Start of The data

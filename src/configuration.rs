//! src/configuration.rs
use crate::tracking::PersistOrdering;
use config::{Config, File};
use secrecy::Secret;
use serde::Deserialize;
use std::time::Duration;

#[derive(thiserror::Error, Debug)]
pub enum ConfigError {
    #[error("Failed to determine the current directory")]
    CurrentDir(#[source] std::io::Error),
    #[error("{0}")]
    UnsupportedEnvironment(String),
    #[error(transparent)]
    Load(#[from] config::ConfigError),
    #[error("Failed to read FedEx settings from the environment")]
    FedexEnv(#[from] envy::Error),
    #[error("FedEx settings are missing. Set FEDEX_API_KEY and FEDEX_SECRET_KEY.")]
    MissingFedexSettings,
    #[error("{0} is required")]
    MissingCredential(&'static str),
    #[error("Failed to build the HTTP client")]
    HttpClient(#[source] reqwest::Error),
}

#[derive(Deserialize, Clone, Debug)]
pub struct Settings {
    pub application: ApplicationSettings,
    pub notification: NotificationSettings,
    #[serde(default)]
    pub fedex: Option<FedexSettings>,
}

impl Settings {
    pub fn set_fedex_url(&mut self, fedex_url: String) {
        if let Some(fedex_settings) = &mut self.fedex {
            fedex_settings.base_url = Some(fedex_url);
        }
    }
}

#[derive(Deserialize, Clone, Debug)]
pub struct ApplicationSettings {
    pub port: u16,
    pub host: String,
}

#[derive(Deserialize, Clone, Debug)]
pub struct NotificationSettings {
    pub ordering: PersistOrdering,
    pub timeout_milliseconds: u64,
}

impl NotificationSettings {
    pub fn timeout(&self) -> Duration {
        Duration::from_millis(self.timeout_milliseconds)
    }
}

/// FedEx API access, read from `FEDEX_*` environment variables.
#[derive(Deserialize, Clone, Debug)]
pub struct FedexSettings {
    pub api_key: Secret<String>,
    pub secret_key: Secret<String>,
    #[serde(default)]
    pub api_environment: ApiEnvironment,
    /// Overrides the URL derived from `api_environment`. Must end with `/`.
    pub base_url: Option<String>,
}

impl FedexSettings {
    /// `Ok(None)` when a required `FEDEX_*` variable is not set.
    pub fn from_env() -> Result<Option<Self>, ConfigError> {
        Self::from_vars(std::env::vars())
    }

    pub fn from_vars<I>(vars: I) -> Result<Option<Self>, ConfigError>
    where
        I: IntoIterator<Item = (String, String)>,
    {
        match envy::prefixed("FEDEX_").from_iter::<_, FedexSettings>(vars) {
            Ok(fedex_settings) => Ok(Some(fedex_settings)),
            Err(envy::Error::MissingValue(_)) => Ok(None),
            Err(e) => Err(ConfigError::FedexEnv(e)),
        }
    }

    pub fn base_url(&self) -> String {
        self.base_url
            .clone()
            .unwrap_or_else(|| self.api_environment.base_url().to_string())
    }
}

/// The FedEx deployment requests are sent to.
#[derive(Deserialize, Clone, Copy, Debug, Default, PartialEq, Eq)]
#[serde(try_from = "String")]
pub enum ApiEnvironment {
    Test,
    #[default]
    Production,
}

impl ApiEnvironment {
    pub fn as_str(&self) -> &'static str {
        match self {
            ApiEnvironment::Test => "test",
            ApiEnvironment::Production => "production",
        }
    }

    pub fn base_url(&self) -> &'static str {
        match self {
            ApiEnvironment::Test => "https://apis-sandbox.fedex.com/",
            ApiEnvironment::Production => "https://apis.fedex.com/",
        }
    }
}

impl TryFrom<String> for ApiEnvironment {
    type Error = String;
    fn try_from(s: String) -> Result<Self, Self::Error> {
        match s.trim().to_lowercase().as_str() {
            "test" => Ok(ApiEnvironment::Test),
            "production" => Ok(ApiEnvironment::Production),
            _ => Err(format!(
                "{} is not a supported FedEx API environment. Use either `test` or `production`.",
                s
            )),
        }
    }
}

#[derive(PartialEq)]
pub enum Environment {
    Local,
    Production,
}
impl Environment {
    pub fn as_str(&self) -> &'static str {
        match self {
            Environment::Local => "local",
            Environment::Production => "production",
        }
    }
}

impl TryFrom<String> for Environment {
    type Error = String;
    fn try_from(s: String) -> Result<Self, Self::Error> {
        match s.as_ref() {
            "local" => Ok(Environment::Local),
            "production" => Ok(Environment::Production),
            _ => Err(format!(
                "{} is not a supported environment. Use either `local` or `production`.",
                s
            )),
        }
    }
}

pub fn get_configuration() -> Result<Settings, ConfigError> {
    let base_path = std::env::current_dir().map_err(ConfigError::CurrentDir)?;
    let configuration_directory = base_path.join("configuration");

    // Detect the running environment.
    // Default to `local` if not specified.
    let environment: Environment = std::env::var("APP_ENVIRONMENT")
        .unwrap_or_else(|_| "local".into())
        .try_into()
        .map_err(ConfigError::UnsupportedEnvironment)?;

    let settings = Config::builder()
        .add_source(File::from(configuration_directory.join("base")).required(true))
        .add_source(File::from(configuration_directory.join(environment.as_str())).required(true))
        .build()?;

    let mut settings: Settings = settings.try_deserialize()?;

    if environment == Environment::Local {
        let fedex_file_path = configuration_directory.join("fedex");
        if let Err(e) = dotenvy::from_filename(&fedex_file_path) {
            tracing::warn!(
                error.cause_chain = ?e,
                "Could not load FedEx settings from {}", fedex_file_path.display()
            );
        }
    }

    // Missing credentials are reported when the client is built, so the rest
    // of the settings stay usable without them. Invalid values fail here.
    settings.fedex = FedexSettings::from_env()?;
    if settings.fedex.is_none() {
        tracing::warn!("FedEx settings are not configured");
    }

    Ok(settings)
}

End of The data
Start of The data

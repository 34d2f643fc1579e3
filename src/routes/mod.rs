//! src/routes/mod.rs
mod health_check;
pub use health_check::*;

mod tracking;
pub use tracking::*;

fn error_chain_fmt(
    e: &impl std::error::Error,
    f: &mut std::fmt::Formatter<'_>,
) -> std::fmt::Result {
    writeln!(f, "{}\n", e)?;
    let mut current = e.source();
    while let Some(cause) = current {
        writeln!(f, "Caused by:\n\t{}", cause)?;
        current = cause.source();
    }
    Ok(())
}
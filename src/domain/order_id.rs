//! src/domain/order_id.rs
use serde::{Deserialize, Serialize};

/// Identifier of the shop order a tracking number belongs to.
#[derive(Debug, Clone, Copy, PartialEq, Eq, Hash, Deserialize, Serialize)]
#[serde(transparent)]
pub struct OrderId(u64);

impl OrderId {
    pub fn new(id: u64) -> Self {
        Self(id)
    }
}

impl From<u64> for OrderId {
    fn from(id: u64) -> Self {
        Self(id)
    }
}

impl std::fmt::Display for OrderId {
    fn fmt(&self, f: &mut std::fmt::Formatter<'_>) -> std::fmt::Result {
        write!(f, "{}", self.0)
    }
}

End of The data

**What to work on**
The word to find is "impl". Copy every line of the data that holds it.

**Answer space**
impl Settings {
impl NotificationSettings {
impl FedexSettings {
impl ApiEnvironment {
impl TryFrom<String> for ApiEnvironment {
impl Environment {
impl TryFrom<String> for Environment {
    e: &impl std::error::Error,
impl OrderId {
impl From<u64> for OrderId {
impl std::fmt::Display for OrderId {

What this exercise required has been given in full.